-------- GIVEN DATA --------
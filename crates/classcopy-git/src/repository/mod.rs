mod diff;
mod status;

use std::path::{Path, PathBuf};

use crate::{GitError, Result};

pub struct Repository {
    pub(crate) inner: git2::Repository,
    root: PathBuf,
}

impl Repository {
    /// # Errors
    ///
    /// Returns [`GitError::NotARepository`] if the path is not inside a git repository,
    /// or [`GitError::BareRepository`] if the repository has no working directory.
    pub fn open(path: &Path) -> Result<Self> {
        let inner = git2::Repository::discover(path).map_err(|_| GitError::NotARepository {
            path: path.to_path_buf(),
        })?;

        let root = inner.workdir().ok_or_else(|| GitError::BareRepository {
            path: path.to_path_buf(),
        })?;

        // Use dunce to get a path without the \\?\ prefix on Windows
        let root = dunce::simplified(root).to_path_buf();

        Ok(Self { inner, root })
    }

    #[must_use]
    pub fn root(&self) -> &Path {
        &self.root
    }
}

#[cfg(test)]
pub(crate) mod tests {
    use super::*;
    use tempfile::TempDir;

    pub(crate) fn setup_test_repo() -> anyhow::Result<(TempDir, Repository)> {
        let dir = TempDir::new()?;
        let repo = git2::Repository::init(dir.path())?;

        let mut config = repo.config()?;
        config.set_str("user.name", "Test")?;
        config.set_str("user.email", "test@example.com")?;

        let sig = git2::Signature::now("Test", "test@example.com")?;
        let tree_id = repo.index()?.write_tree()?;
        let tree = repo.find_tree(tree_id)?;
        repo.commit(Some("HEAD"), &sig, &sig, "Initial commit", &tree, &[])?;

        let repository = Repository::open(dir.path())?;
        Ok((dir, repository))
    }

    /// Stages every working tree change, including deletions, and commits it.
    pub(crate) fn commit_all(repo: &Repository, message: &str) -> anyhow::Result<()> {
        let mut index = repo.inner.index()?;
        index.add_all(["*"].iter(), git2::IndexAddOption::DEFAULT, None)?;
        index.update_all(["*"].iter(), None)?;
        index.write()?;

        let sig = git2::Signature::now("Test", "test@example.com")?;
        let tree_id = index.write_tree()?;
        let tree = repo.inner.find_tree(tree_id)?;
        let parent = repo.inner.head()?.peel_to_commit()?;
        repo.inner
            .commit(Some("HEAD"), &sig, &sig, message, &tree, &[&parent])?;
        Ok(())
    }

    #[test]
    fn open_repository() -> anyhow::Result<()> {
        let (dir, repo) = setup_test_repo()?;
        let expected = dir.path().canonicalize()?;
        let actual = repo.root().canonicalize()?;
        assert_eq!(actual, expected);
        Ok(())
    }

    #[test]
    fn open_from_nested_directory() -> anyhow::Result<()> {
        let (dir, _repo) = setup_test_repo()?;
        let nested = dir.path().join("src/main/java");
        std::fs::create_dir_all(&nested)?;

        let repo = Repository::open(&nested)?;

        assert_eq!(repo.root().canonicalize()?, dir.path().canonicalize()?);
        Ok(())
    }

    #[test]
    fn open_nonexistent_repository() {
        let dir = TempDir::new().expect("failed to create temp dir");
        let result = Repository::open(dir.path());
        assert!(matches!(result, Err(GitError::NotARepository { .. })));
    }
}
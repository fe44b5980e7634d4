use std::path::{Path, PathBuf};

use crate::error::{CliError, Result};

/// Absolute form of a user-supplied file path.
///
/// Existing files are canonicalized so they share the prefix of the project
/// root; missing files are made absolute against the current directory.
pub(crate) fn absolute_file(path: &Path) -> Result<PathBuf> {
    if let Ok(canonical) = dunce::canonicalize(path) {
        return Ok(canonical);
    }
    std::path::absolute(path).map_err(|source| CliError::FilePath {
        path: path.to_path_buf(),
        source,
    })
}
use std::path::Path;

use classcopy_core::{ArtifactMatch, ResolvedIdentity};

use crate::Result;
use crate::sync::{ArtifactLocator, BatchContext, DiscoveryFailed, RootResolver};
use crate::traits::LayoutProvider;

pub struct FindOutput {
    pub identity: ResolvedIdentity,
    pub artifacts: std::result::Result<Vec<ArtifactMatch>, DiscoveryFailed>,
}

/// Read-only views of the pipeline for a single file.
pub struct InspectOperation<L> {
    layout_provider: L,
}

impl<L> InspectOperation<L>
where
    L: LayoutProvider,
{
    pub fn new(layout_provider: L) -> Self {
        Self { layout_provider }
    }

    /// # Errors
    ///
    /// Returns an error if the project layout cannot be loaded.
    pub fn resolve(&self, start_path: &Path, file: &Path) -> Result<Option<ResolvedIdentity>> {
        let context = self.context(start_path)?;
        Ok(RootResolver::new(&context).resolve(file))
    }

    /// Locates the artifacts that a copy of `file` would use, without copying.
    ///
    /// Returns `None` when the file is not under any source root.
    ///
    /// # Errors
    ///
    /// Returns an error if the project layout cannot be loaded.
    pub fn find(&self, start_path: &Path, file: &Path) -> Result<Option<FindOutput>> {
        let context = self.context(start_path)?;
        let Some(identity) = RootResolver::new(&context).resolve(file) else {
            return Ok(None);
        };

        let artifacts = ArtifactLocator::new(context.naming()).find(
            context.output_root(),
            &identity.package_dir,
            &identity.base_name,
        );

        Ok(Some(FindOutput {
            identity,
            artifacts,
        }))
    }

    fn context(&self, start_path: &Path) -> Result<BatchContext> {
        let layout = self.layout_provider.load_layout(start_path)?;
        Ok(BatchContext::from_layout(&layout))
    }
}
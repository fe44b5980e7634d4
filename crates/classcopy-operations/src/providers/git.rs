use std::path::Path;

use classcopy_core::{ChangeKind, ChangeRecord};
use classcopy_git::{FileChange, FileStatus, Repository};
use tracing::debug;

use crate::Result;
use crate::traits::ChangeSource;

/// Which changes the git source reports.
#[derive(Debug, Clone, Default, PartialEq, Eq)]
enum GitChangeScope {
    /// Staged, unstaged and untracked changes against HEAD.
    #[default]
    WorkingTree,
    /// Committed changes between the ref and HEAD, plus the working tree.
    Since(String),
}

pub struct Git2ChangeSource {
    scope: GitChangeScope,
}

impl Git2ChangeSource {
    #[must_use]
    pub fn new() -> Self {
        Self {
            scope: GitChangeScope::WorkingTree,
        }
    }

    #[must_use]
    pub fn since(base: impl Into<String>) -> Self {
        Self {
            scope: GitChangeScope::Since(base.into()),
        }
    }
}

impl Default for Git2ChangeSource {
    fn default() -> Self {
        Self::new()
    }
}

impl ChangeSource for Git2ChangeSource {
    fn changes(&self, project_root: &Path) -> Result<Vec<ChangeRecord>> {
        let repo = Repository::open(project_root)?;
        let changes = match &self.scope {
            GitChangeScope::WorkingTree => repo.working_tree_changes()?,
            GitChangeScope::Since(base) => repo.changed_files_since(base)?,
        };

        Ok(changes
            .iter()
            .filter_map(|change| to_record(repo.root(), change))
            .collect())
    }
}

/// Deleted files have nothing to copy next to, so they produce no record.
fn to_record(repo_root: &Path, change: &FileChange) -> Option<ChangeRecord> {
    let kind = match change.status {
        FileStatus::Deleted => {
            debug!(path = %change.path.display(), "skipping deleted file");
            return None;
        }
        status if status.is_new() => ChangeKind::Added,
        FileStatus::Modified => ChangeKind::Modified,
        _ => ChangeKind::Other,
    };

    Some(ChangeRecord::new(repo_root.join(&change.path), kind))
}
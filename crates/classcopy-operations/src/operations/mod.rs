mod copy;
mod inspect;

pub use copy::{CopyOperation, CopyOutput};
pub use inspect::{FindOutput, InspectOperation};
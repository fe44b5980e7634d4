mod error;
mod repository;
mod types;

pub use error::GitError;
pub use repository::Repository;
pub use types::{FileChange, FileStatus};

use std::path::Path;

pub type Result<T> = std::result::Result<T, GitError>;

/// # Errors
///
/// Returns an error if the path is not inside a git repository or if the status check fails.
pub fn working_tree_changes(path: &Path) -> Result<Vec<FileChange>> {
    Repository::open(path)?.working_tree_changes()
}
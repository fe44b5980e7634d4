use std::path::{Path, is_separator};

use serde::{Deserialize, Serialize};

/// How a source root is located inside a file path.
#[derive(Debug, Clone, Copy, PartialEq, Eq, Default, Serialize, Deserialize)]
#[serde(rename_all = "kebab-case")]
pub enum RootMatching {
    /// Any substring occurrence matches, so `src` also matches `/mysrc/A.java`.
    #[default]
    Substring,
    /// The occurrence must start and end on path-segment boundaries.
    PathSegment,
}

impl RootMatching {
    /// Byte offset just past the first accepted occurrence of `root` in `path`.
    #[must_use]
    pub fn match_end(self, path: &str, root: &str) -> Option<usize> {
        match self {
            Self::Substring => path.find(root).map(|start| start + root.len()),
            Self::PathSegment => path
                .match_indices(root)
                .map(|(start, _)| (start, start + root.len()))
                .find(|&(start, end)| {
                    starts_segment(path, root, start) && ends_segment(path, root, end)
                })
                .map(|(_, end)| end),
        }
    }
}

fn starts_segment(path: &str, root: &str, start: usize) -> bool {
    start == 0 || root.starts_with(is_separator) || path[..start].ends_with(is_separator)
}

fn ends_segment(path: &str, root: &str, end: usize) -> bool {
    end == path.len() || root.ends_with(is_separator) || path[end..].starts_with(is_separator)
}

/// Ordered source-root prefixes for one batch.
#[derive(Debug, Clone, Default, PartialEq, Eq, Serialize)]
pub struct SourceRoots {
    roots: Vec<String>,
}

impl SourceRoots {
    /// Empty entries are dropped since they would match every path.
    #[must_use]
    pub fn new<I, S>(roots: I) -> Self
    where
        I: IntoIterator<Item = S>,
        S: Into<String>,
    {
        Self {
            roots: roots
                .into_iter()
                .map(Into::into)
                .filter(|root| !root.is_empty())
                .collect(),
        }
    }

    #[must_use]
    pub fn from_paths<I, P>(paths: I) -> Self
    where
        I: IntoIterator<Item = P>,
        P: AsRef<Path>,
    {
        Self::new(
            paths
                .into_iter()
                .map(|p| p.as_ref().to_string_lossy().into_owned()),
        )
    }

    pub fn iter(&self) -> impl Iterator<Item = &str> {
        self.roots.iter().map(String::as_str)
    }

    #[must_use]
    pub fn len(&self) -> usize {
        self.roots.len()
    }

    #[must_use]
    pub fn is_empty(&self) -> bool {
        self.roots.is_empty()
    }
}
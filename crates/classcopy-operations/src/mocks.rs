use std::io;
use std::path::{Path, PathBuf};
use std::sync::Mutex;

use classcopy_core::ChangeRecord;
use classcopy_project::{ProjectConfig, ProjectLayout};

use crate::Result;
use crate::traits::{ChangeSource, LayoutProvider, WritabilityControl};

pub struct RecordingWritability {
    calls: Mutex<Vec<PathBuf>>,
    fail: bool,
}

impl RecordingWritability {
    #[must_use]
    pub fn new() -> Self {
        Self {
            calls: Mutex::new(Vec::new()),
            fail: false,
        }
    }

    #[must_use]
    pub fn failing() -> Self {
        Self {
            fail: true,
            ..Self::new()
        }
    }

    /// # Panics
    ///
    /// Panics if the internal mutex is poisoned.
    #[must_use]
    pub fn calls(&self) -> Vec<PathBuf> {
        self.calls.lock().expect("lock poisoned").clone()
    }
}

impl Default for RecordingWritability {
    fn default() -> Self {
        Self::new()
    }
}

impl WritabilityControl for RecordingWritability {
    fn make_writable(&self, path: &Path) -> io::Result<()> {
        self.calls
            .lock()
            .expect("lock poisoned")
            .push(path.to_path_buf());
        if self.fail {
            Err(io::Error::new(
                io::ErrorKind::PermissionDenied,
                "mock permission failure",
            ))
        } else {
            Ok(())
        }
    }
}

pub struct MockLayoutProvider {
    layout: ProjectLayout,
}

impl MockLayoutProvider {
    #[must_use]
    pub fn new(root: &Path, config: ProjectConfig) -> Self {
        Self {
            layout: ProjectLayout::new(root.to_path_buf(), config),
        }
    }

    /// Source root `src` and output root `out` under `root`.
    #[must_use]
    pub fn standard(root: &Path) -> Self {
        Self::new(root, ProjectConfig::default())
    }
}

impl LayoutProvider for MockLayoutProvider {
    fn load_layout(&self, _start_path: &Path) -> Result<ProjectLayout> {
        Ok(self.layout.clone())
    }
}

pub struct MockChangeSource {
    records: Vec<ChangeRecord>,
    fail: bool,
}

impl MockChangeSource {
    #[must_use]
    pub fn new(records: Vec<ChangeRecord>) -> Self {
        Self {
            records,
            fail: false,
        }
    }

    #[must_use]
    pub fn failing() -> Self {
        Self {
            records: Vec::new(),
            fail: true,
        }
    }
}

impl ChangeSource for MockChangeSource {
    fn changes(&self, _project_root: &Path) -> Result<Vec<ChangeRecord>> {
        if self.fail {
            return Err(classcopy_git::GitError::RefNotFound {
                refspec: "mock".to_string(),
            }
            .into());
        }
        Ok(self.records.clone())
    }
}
--------
TASK TO COMPLETE
Within the listing above, extract exactly the lines from the line with "pub(crate) fn commit_all(repo: &Repository, message: &str)" to the line with "let tree_id = index.write_tree()?;", the two named lines included, and no others.

EXPECTED ANSWER
    pub(crate) fn commit_all(repo: &Repository, message: &str) -> anyhow::Result<()> {
        let mut index = repo.inner.index()?;
        index.add_all(["*"].iter(), git2::IndexAddOption::DEFAULT, None)?;
        index.update_all(["*"].iter(), None)?;
        index.write()?;

        let sig = git2::Signature::now("Test", "test@example.com")?;
        let tree_id = index.write_tree()?;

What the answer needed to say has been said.